To lie is also to misalign oneself from the truth
that there will be karmic repercussions for doing so.

Stonepeace

Herein someone avoids false speech and abstains from it. He speaks the truth, is devoted to truth, reliable, worthy of confidence, not a deceiver of people. Being at a meeting, or amongst people, or in the midst of his relatives, or in a society, or in the king’s court, and called upon and asked as witness to tell what he knows, he answers, if he knows nothing: “I know nothing,” and if he knows, he answers: “I know”; if he has seen nothing, he answers: “I have seen nothing,” and if he has seen, he answers: “I have seen.” Thus he never knowingly speaks a lie, either for the sake of his own advantage, or for the sake of another person’s advantage, or for the sake of any advantage whatsoever. (AN 10:176)

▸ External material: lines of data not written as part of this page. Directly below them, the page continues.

impl HandlerErr {
    fn new(code: &'static str, message: impl Into<String>) -> HandlerErr {
        HandlerErr {
            code,
            message: message.into(),
            details: None,
        }
    }

    fn with_details(
        code: &'static str,
        message: impl Into<String>,
        details: serde_json::Value,
    ) -> HandlerErr {
        HandlerErr {
            code,
            message: message.into(),
            details: Some(details),
        }
    }

    fn response(self, id: &str) -> serde_json::Value {
        err(id, self.code, self.message, self.details)
    }
}

fn db_conn<'a>(
    state: &'a AppState,
    req: &Request,
) -> Result<&'a rusqlite::Connection, serde_json::Value> {
    state
        .db
        .as_ref()
        .ok_or_else(|| err(&req.id, "no_workspace", "select a workspace first", None))
}

fn required_str<'a>(req: &'a Request, key: &str) -> Result<&'a str, serde_json::Value> {
    req.params
        .get(key)
        .and_then(|v| v.as_str())
        .map(str::trim)
        .filter(|s| !s.is_empty())
        .ok_or_else(|| err(&req.id, "bad_params", format!("missing {key}"), None))
}

fn now_rfc3339() -> String {
    chrono::Utc::now().to_rfc3339()
}

fn valid_kind(kind: &str) -> bool {
    matches!(kind, "normal" | "quiz" | "exam" | "homework")
}

struct SubjectTarget {
    class_id: String,
    class_year_id: String,
}

fn resolve_class_subject(
    conn: &rusqlite::Connection,
    class_subject_id: &str,
) -> Result<SubjectTarget, HandlerErr> {
    let row: Option<(String, String)> = conn
        .query_row(
            "SELECT cs.class_id, c.school_year_id
             FROM class_subjects cs
             JOIN classes c ON c.id = cs.class_id
             WHERE cs.id = ?1",
            [class_subject_id],
            |row| Ok((row.get(0)?, row.get(1)?)),
        )
        .optional()
        .map_err(|e| HandlerErr::new("db_query_failed", e.to_string()))?;
    let (class_id, class_year_id) =
        row.ok_or_else(|| HandlerErr::new("not_found", "curriculum subject not found"))?;
    Ok(SubjectTarget {
        class_id,
        class_year_id,
    })
}

struct PeriodState {
    school_year_id: String,
    active: bool,
    validated: bool,
}

fn fetch_period(conn: &rusqlite::Connection, period_id: &str) -> Result<PeriodState, HandlerErr> {
    let row: Option<(String, i64, i64)> = conn
        .query_row(
            "SELECT school_year_id, active, validated FROM periods WHERE id = ?1",
            [period_id],
            |row| Ok((row.get(0)?, row.get(1)?, row.get(2)?)),
        )
        .optional()
        .map_err(|e| HandlerErr::new("db_query_failed", e.to_string()))?;
    let (school_year_id, active, validated) =
        row.ok_or_else(|| HandlerErr::new("not_found", "period not found"))?;
    Ok(PeriodState {
        school_year_id,
        active: active != 0,
        validated: validated != 0,
    })
}

fn check_period_open(period: &PeriodState) -> Result<(), HandlerErr> {
    if period.validated {
        return Err(HandlerErr::new(
            "period_locked",
            "period is validated; grade entries are frozen",
        ));
    }
    if !period.active {
        return Err(HandlerErr::new(
            "period_not_open",
            "period is not open for grade entry",
        ));
    }
    Ok(())
}

fn check_value_range(value: f64, scale: &GradingScale) -> Result<(), HandlerErr> {
    if !value.is_finite() || value < scale.grade_min || value > scale.grade_max {
        return Err(HandlerErr::with_details(
            "out_of_range",
            format!(
                "value must be between {} and {}",
                scale.grade_min, scale.grade_max
            ),
            json!({ "value": value, "gradeMin": scale.grade_min, "gradeMax": scale.grade_max }),
        ));
    }
    Ok(())
}

// Shared by grades.record and each grades.bulkRecord item.
fn parse_entry_fields(
    params: &serde_json::Value,
    scale: &GradingScale,
) -> Result<(f64, i64, String, Option<String>), HandlerErr> {
    let value = params
        .get("value")
        .and_then(|v| v.as_f64())
        .ok_or_else(|| HandlerErr::new("bad_params", "value must be a number"))?;
    check_value_range(value, scale)?;

    let coefficient = match params.get("coefficient") {
        None | Some(serde_json::Value::Null) => 1,
        Some(v) => {
            let n = v
                .as_i64()
                .ok_or_else(|| HandlerErr::new("bad_params", "coefficient must be an integer"))?;
            if n < 0 {
                return Err(HandlerErr::new("bad_params", "coefficient must be >= 0"));
            }
            n
        }
    };

    let kind = match params.get("kind").and_then(|v| v.as_str()) {
        None => "normal".to_string(),
        Some(raw) => {
            if !valid_kind(raw) {
                return Err(HandlerErr::new(
                    "bad_params",
                    "kind must be one of: normal, quiz, exam, homework",
                ));
            }
            raw.to_string()
        }
    };

    let appreciation = params
        .get("appreciation")
        .and_then(|v| v.as_str())
        .map(str::trim)
        .filter(|s| !s.is_empty())
        .map(str::to_string);

    Ok((value, coefficient, kind, appreciation))
}

// The lock triggers are the backstop for races between the period check and
// the write itself; their abort message is mapped back to the typed code.
fn map_write_err(e: rusqlite::Error, fallback: &'static str) -> HandlerErr {
    let message = e.to_string();
    if message.contains("period is validated") {
        return HandlerErr::new("period_locked", "period is validated; grade entries are frozen");
    }
    HandlerErr::new(fallback, message)
}
use crate::bulletin::{self, BulletinDocument};
use crate::calc;
use crate::ipc::error::{err, ok};
use crate::ipc::types::{AppState, Request};
use rusqlite::{Connection, OptionalExtension};
use serde_json::json;

fn required_str(req: &Request, key: &str) -> Result<String, serde_json::Value> {
    req.params
        .get(key)
        .and_then(|v| v.as_str())
        .map(str::trim)
        .filter(|s| !s.is_empty())
        .map(|v| v.to_string())
        .ok_or_else(|| err(&req.id, "bad_params", format!("missing {}", key), None))
}

fn db_conn<'a>(state: &'a AppState, req: &Request) -> Result<&'a Connection, serde_json::Value> {
    state
        .db
        .as_ref()
        .ok_or_else(|| err(&req.id, "no_workspace", "select a workspace first", None))
}

fn calc_err(req: &Request, e: calc::CalcError) -> serde_json::Value {
    err(&req.id, &e.code, e.message, e.details)
}

fn compute_results(
    conn: &Connection,
    class_id: &str,
    period_id: &str,
    cfg: &calc::GradingConfig,
) -> Result<calc::ClassResults, calc::CalcError> {
    calc::compute_class_results(
        &calc::CalcContext {
            conn,
            class_id,
            period_id,
        },
        cfg,
    )
}

// Cards can be generated while the grading window is open (provisional) or
// after validation (final), never for a period that was closed without it.
fn check_period_generable(
    conn: &Connection,
    req: &Request,
    period_id: &str,
) -> Result<(), serde_json::Value> {
    let row: Option<(i64, i64)> = conn
        .query_row(
            "SELECT active, validated FROM periods WHERE id = ?1",
            [period_id],
            |row| Ok((row.get(0)?, row.get(1)?)),
        )
        .optional()
        .map_err(|e| err(&req.id, "db_query_failed", e.to_string(), None))?;
    let Some((active, validated)) = row else {
        return Err(err(&req.id, "not_found", "period not found", None));
    };
    if active == 0 && validated == 0 {
        return Err(err(
            &req.id,
            "period_not_open",
            "period is not open and not validated",
            None,
        ));
    }
    Ok(())
}

fn optional_appreciation(req: &Request) -> Option<String> {
    req.params
        .get("appreciation")
        .and_then(|v| v.as_str())
        .map(str::trim)
        .filter(|s| !s.is_empty())
        .map(str::to_string)
}

fn handle_bulletins_generate(state: &mut AppState, req: &Request) -> serde_json::Value {
    let conn = match db_conn(state, req) {
        Ok(v) => v,
        Err(e) => return e,
    };
    let student_id = match required_str(req, "studentId") {
        Ok(v) => v,
        Err(e) => return e,
    };
    let period_id = match required_str(req, "periodId") {
        Ok(v) => v,
        Err(e) => return e,
    };
    let appreciation = optional_appreciation(req);

    let class_id: Option<String> = match conn
        .query_row(
            "SELECT class_id FROM students WHERE id = ?1",
            [&student_id],
            |row| row.get(0),
        )
        .optional()
    {
        Ok(v) => v,
        Err(e) => return err(&req.id, "db_query_failed", e.to_string(), None),
    };
    let Some(class_id) = class_id else {
        return err(&req.id, "not_found", "student not found", None);
    };
    if let Err(e) = check_period_generable(conn, req, &period_id) {
        return e;
    }

    let cfg = calc::GradingConfig::load(conn);
    let results = match compute_results(conn, &class_id, &period_id, &cfg) {
        Ok(r) => r,
        Err(e) => return calc_err(req, e),
    };
    let Some(student) = calc::find_student(&results, &student_id) else {
        return err(&req.id, "not_found", "student not found in class", None);
    };
    match bulletin::upsert_report_card(
        conn,
        student,
        &class_id,
        &period_id,
        results.stats.ranked_count,
        appreciation.as_deref(),
    ) {
        Ok(generated) => ok(
            &req.id,
            json!({ "card": generated.card, "created": generated.created }),
        ),
        Err(e) => calc_err(req, e),
    }
}

fn handle_bulletins_generate_class(state: &mut AppState, req: &Request) -> serde_json::Value {
    let conn = match db_conn(state, req) {
        Ok(v) => v,
        Err(e) => return e,
    };
    let class_id = match required_str(req, "classId") {
        Ok(v) => v,
        Err(e) => return e,
    };
    let period_id = match required_str(req, "periodId") {
        Ok(v) => v,
        Err(e) => return e,
    };
    if let Err(e) = check_period_generable(conn, req, &period_id) {
        return e;
    }

    let cfg = calc::GradingConfig::load(conn);
    let results = match compute_results(conn, &class_id, &period_id, &cfg) {
        Ok(r) => r,
        Err(e) => return calc_err(req, e),
    };

    let mut generated: Vec<serde_json::Value> = Vec::new();
    let mut skipped: Vec<serde_json::Value> = Vec::new();
    for student in results.students.iter().filter(|s| s.active) {
        match bulletin::upsert_report_card(
            conn,
            student,
            &class_id,
            &period_id,
            results.stats.ranked_count,
            None,
        ) {
            Ok(g) => generated.push(json!({
                "studentId": student.student_id,
                "cardId": g.card.id,
                "overallAverage": g.card.overall_average,
                "classRank": g.card.class_rank,
                "created": g.created,
            })),
            Err(e) if e.code == "insufficient_data" => skipped.push(json!({
                "studentId": student.student_id,
                "code": e.code,
                "message": e.message,
            })),
            Err(e) => return calc_err(req, e),
        }
    }

    ok(
        &req.id,
        json!({
            "generated": generated,
            "skipped": skipped,
            "classSize": results.stats.ranked_count,
        }),
    )
}

fn handle_bulletins_get(state: &mut AppState, req: &Request) -> serde_json::Value {
    let conn = match db_conn(state, req) {
        Ok(v) => v,
        Err(e) => return e,
    };
    let student_id = match required_str(req, "studentId") {
        Ok(v) => v,
        Err(e) => return e,
    };
    let period_id = match required_str(req, "periodId") {
        Ok(v) => v,
        Err(e) => return e,
    };

    match bulletin::load_report_card(conn, &student_id, &period_id) {
        Ok(Some(card)) => ok(&req.id, json!({ "card": card })),
        Ok(None) => err(&req.id, "not_found", "report card not generated", None),
        Err(e) => calc_err(req, e),
    }
}

fn handle_bulletins_list(state: &mut AppState, req: &Request) -> serde_json::Value {
    let conn = match db_conn(state, req) {
        Ok(v) => v,
        Err(e) => return e,
    };
    let class_id = match required_str(req, "classId") {
        Ok(v) => v,
        Err(e) => return e,
    };
    let period_id = match required_str(req, "periodId") {
        Ok(v) => v,
        Err(e) => return e,
    };

    let class_exists: Option<i64> = match conn
        .query_row("SELECT 1 FROM classes WHERE id = ?1", [&class_id], |row| {
            row.get(0)
        })
        .optional()
    {
        Ok(v) => v,
        Err(e) => return err(&req.id, "db_query_failed", e.to_string(), None),
    };
    if class_exists.is_none() {
        return err(&req.id, "not_found", "class not found", None);
    }

    let mut stmt = match conn.prepare(
        "SELECT rc.id, rc.student_id, s.last_name, s.first_name, rc.overall_average,
                rc.class_rank, rc.class_size, rc.general_appreciation, rc.generated_at
         FROM report_cards rc
         JOIN students s ON s.id = rc.student_id
         WHERE rc.class_id = ?1 AND rc.period_id = ?2
         ORDER BY rc.class_rank IS NULL, rc.class_rank, s.last_name, s.first_name",
    ) {
        Ok(s) => s,
        Err(e) => return err(&req.id, "db_query_failed", e.to_string(), None),
    };
    let cards = match stmt
        .query_map((&class_id, &period_id), |row| {
            let card_id: String = row.get(0)?;
            let student_id: String = row.get(1)?;
            let last: String = row.get(2)?;
            let first: String = row.get(3)?;
            let overall: f64 = row.get(4)?;
            let rank: Option<i64> = row.get(5)?;
            let size: i64 = row.get(6)?;
            let appreciation: Option<String> = row.get(7)?;
            let generated_at: String = row.get(8)?;
            Ok(json!({
                "cardId": card_id,
                "studentId": student_id,
                "displayName": format!("{}, {}", last, first),
                "overallAverage": overall,
                "classRank": rank,
                "classSize": size,
                "generalAppreciation": appreciation,
                "generatedAt": generated_at,
            }))
        })
        .and_then(|it| it.collect::<Result<Vec<_>, _>>())
    {
        Ok(v) => v,
        Err(e) => return err(&req.id, "db_query_failed", e.to_string(), None),
    };

    ok(&req.id, json!({ "cards": cards }))
}

fn handle_bulletins_update_appreciation(state: &mut AppState, req: &Request) -> serde_json::Value {
    let conn = match db_conn(state, req) {
        Ok(v) => v,
        Err(e) => return e,
    };
    let student_id = match required_str(req, "studentId") {
        Ok(v) => v,
        Err(e) => return e,
    };
    let period_id = match required_str(req, "periodId") {
        Ok(v) => v,
        Err(e) => return e,
    };
    let appreciation = match req.params.get("appreciation") {
        None => return err(&req.id, "bad_params", "missing appreciation", None),
        Some(serde_json::Value::Null) => None,
        Some(v) => match v.as_str() {
            Some(s) => {
                let trimmed = s.trim();
                if trimmed.is_empty() {
                    None
                } else {
                    Some(trimmed.to_string())
                }
            }
            None => {
                return err(
                    &req.id,
                    "bad_params",
                    "appreciation must be a string or null",
                    None,
                )
            }
        },
    };

    let card_id: Option<String> = match conn
        .query_row(
            "SELECT id FROM report_cards WHERE student_id = ?1 AND period_id = ?2",
            (&student_id, &period_id),
            |row| row.get(0),
        )
        .optional()
    {
        Ok(v) => v,
        Err(e) => return err(&req.id, "db_query_failed", e.to_string(), None),
    };
    let Some(card_id) = card_id else {
        return err(&req.id, "not_found", "report card not generated", None);
    };

    if let Err(e) = conn.execute(
        "UPDATE report_cards SET general_appreciation = ?1 WHERE id = ?2",
        (&appreciation, &card_id),
    ) {
        return err(&req.id, "db_update_failed", e.to_string(), None);
    }
    ok(&req.id, json!({ "ok": true }))
}

fn handle_bulletins_render_html(state: &mut AppState, req: &Request) -> serde_json::Value {
    let conn = match db_conn(state, req) {
        Ok(v) => v,
        Err(e) => return e,
    };
    let student_id = match required_str(req, "studentId") {
        Ok(v) => v,
        Err(e) => return e,
    };
    let period_id = match required_str(req, "periodId") {
        Ok(v) => v,
        Err(e) => return e,
    };
    let out_path = req
        .params
        .get("outPath")
        .and_then(|v| v.as_str())
        .map(str::trim)
        .filter(|s| !s.is_empty())
        .map(str::to_string);

    let card = match bulletin::load_report_card(conn, &student_id, &period_id) {
        Ok(Some(card)) => card,
        Ok(None) => return err(&req.id, "not_found", "report card not generated", None),
        Err(e) => return calc_err(req, e),
    };
    // Subject lines come from a fresh computation; the headline figures stay
    // the persisted ones so the card matches what was generated.
    let cfg = calc::GradingConfig::load(conn);
    let results = match compute_results(conn, &card.class_id, &period_id, &cfg) {
        Ok(r) => r,
        Err(e) => return calc_err(req, e),
    };
    let Some(student) = calc::find_student(&results, &student_id) else {
        return err(&req.id, "not_found", "student not found in class", None);
    };

    let year_label: Option<String> = match conn
        .query_row(
            "SELECT y.label FROM school_years y
             JOIN classes c ON c.school_year_id = y.id
             WHERE c.id = ?1",
            [&card.class_id],
            |row| row.get(0),
        )
        .optional()
    {
        Ok(v) => v,
        Err(e) => return err(&req.id, "db_query_failed", e.to_string(), None),
    };
    let year_label = year_label.unwrap_or_default();

    let band = calc::band_label(&cfg.bands, card.overall_average);
    let html = bulletin::render_bulletin_html(&BulletinDocument {
        school_year_label: &year_label,
        results: &results,
        student,
        card: &card,
        band_label: band,
    });

    if let Some(path) = &out_path {
        if let Some(parent) = std::path::Path::new(path).parent() {
            if let Err(e) = std::fs::create_dir_all(parent) {
                return err(&req.id, "io_failed", e.to_string(), None);
            }
        }
        if let Err(e) = std::fs::write(path, &html) {
            return err(&req.id, "io_failed", e.to_string(), None);
        }
    }
    ok(&req.id, json!({ "html": html, "writtenTo": out_path }))
}

pub fn try_handle(state: &mut AppState, req: &Request) -> Option<serde_json::Value> {
    match req.method.as_str() {
        "bulletins.generate" => Some(handle_bulletins_generate(state, req)),
        "bulletins.generateClass" => Some(handle_bulletins_generate_class(state, req)),
        "bulletins.get" => Some(handle_bulletins_get(state, req)),
        "bulletins.list" => Some(handle_bulletins_list(state, req)),
        "bulletins.updateAppreciation" => Some(handle_bulletins_update_appreciation(state, req)),
        "bulletins.renderHtml" => Some(handle_bulletins_render_html(state, req)),
        _ => None,
    }
}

This statement of the Buddha discloses both the negative and the positive sides to the precept. The negative side is abstaining from lying, the positive side speaking the truth. The determinative factor behind the transgression is the intention to deceive. If one speaks something false believing it to be true, there is no breach of the precept as the intention to deceive is absent. Though the deceptive intention is common to all cases of false speech, lies can appear in different guises depending on the motivating root, whether greed, hatred, or delusion. Greed as the chief motive results in the lie aimed at gaining some personal advantage for oneself or for those close to oneself — material wealth, position, respect, or admiration. With hatred as the motive, false speech takes the form of the malicious lie, the lie intended to hurt and damage others. When delusion is the principal motive, the result is a less pernicious type of falsehood: the irrational lie, the compulsive lie, the interesting exaggeration, lying for the sake of a joke.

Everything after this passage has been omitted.